**ABOUT THIS EXERCISE**. Give only a number in reply. It should be how many lines in the records contain the string "GutterError".

**TASK INPUT**.
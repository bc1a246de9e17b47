//! Fonts for the gutter labels
//!
//! A [`FontHandle`] is the logical font (family, size, style) the widget keeps
//! between paints. Turning it into pixels is the job of a [`FontSystem`];
//! [`FontdueFonts`] is the fontdue-backed implementation used for pixel
//! buffers.

use std::collections::HashMap;
use std::path::Path;
use std::rc::Rc;

use fontdue::{Font, FontSettings, Metrics};

use crate::error::{GutterError, Result};

/// Family used when none (or an empty one) is supplied
pub const DEFAULT_FONT_FAMILY: &str = "Monospaced";
/// Size used when the supplied size is not usable (<= 1)
pub const DEFAULT_FONT_SIZE_PT: i32 = 14;

/// DejaVu Sans Mono, embedded so labels can be drawn without any font
/// configured. Registered as [`DEFAULT_FONT_FAMILY`].
pub const EMBEDDED_FACE: &[u8] = include_bytes!("../assets/DejaVuSansMono.ttf");

#[derive(Debug, Clone, Copy, PartialEq, Eq, Hash, Default)]
pub enum FontStyle {
    #[default]
    Plain,
}

/// Family, size and style of a font
#[derive(Debug, Clone, PartialEq, Eq, Hash)]
pub struct FontSpec {
    pub family: String,
    pub size_pt: i32,
    pub style: FontStyle,
}

impl FontSpec {
    pub fn plain(family: impl Into<String>, size_pt: i32) -> Self {
        Self {
            family: family.into(),
            size_pt,
            style: FontStyle::Plain,
        }
    }

    /// Apply the fallback policy: a missing/empty family or a size <= 1
    /// yields the default monospace family at the default size.
    pub fn sanitized(family: Option<&str>, size_pt: i32) -> Self {
        match family.map(str::trim) {
            Some(family) if !family.is_empty() && size_pt > 1 => Self::plain(family, size_pt),
            _ => {
                tracing::debug!(
                    ?family,
                    size_pt,
                    "unusable font settings, falling back to {} {}",
                    DEFAULT_FONT_FAMILY,
                    DEFAULT_FONT_SIZE_PT
                );
                Self::plain(DEFAULT_FONT_FAMILY, DEFAULT_FONT_SIZE_PT)
            }
        }
    }
}

impl Default for FontSpec {
    fn default() -> Self {
        Self::plain(DEFAULT_FONT_FAMILY, DEFAULT_FONT_SIZE_PT)
    }
}

/// Cheap-to-clone handle to a resolved font
#[derive(Debug, Clone)]
pub struct FontHandle(Rc<FontSpec>);

impl FontHandle {
    pub fn new(spec: FontSpec) -> Self {
        Self(Rc::new(spec))
    }

    pub fn spec(&self) -> &FontSpec {
        &self.0
    }

    pub fn family(&self) -> &str {
        &self.0.family
    }

    pub fn size_pt(&self) -> i32 {
        self.0.size_pt
    }

    pub fn style(&self) -> FontStyle {
        self.0.style
    }

    /// Whether this handle already describes `family` at `size_pt`
    pub fn matches(&self, family: &str, size_pt: i32) -> bool {
        self.0.family == family && self.0.size_pt == size_pt
    }

    /// Whether both handles share the same allocation
    pub fn ptr_eq(a: &FontHandle, b: &FontHandle) -> bool {
        Rc::ptr_eq(&a.0, &b.0)
    }
}

impl PartialEq for FontHandle {
    fn eq(&self, other: &Self) -> bool {
        self.0 == other.0
    }
}

impl Eq for FontHandle {}

/// The platform's font measurement facility
pub trait FontSystem {
    /// Advance width of `text` in pixels, or `None` if the font cannot be
    /// measured. `antialias` must match the policy used when drawing.
    fn measure_width(&self, font: &FontHandle, text: &str, antialias: bool) -> Option<f32>;
}

// Glyph cache key: (face index, character, pixel size as bits)
pub type GlyphCacheKey = (usize, char, u32);

pub type GlyphCache = HashMap<GlyphCacheKey, (Metrics, Vec<u8>)>;

/// fontdue faces registered by family name
///
/// Faces are immutable once registered, so one instance can be shared (via
/// `Rc`) between the widget, which measures, and painters, which rasterize
/// into their own [`GlyphCache`].
pub struct FontdueFonts {
    faces: Vec<Font>,
    families: HashMap<String, usize>,
    scale_factor: f32,
}

impl FontdueFonts {
    pub fn new(scale_factor: f32) -> Self {
        Self {
            faces: Vec::new(),
            families: HashMap::new(),
            scale_factor,
        }
    }

    /// Font system holding only the embedded face
    pub fn with_embedded_face(scale_factor: f32) -> Result<Self> {
        let mut fonts = Self::new(scale_factor);
        fonts.register_bytes(DEFAULT_FONT_FAMILY, EMBEDDED_FACE)?;
        Ok(fonts)
    }

    /// The embedded face, then every font file in the user fonts directory,
    /// then the fonts listed in the configuration. Later registrations win
    /// for the same family. Failures are logged and skipped so one bad file
    /// does not take the others down.
    pub fn from_config(config: &crate::config::GutterConfig, scale_factor: f32) -> Self {
        let mut fonts = Self::new(scale_factor);
        if let Err(e) = fonts.register_bytes(DEFAULT_FONT_FAMILY, EMBEDDED_FACE) {
            tracing::warn!("{}", e);
        }
        if let Some(dir) = crate::config_paths::fonts_dir() {
            fonts.register_dir(&dir);
        }
        for source in &config.fonts {
            if let Err(e) = fonts.register_file(&source.family, &source.path) {
                tracing::warn!("{}", e);
            }
        }
        fonts
    }

    /// Parse font bytes and make them available as `family`
    pub fn register_bytes(&mut self, family: &str, bytes: &[u8]) -> Result<()> {
        let face = Font::from_bytes(bytes, FontSettings::default()).map_err(|e| {
            GutterError::FontLoad {
                family: family.to_string(),
                reason: e.to_string(),
            }
        })?;
        self.faces.push(face);
        self.families.insert(family.to_lowercase(), self.faces.len() - 1);
        tracing::debug!(family, "registered font face");
        Ok(())
    }

    /// Read a font file and register it as `family`
    pub fn register_file(&mut self, family: &str, path: &Path) -> Result<()> {
        let bytes = std::fs::read(path).map_err(|e| GutterError::FontLoad {
            family: family.to_string(),
            reason: format!("{}: {}", path.display(), e),
        })?;
        self.register_bytes(family, &bytes)
    }

    /// Register every `.ttf`/`.otf` file in `dir` under its file stem
    /// (`JetBrainsMono.ttf` becomes family "JetBrainsMono"). Returns how many
    /// faces were added; a missing directory adds none.
    pub fn register_dir(&mut self, dir: &Path) -> usize {
        let Ok(entries) = std::fs::read_dir(dir) else {
            return 0;
        };
        let mut paths: Vec<_> = entries
            .filter_map(|entry| entry.ok().map(|e| e.path()))
            .filter(|path| is_font_file(path))
            .collect();
        paths.sort();

        let mut added = 0;
        for path in paths {
            let Some(family) = path.file_stem().and_then(|stem| stem.to_str()) else {
                continue;
            };
            match self.register_file(family, &path) {
                Ok(()) => added += 1,
                Err(e) => tracing::warn!("{}", e),
            }
        }
        added
    }

    pub fn is_empty(&self) -> bool {
        self.faces.is_empty()
    }

    pub fn has_family(&self, family: &str) -> bool {
        self.families.contains_key(&family.to_lowercase())
    }

    pub fn scale_factor(&self) -> f32 {
        self.scale_factor
    }

    /// Face for a family: exact match, then the default family, then the
    /// first registered face.
    fn face_index(&self, family: &str) -> Option<usize> {
        self.families
            .get(&family.to_lowercase())
            .or_else(|| self.families.get(&DEFAULT_FONT_FAMILY.to_lowercase()))
            .copied()
            .or_else(|| (!self.faces.is_empty()).then_some(0))
    }

    /// Pixel size for a point size at the current scale factor
    pub fn px_size(&self, font: &FontHandle) -> f32 {
        font.size_pt() as f32 * self.scale_factor
    }

    /// Font descent in whole pixels (positive, below the baseline)
    pub fn descent(&self, font: &FontHandle) -> Option<i32> {
        let face = &self.faces[self.face_index(font.family())?];
        let metrics = face.horizontal_line_metrics(self.px_size(font))?;
        Some((-metrics.descent).ceil() as i32)
    }

    /// Line height in whole pixels
    pub fn line_height(&self, font: &FontHandle) -> Option<i32> {
        let face = &self.faces[self.face_index(font.family())?];
        let metrics = face.horizontal_line_metrics(self.px_size(font))?;
        Some(metrics.new_line_size.ceil() as i32)
    }

    /// Rasterized glyph, cached per face, character and pixel size.
    /// Face indices are per instance, so a cache must not be shared
    /// between different `FontdueFonts`.
    pub fn rasterize<'c>(
        &self,
        cache: &'c mut GlyphCache,
        font: &FontHandle,
        ch: char,
    ) -> Option<&'c (Metrics, Vec<u8>)> {
        let face = self.face_index(font.family())?;
        let px = self.px_size(font);
        Some(
            cache
                .entry((face, ch, px.to_bits()))
                .or_insert_with(|| self.faces[face].rasterize(ch, px)),
        )
    }
}

fn is_font_file(path: &Path) -> bool {
    path.extension()
        .and_then(|ext| ext.to_str())
        .is_some_and(|ext| ext.eq_ignore_ascii_case("ttf") || ext.eq_ignore_ascii_case("otf"))
}

impl<T: FontSystem + ?Sized> FontSystem for Rc<T> {
    fn measure_width(&self, font: &FontHandle, text: &str, antialias: bool) -> Option<f32> {
        (**self).measure_width(font, text, antialias)
    }
}

impl FontSystem for FontdueFonts {
    fn measure_width(&self, font: &FontHandle, text: &str, antialias: bool) -> Option<f32> {
        let face = &self.faces[self.face_index(font.family())?];
        let px = self.px_size(font);
        let width = text
            .chars()
            .map(|ch| {
                let advance = face.metrics(ch, px).advance_width;
                if antialias {
                    advance
                } else {
                    advance.round()
                }
            })
            .sum();
        Some(width)
    }
}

**EXERCISE RESULT**. 3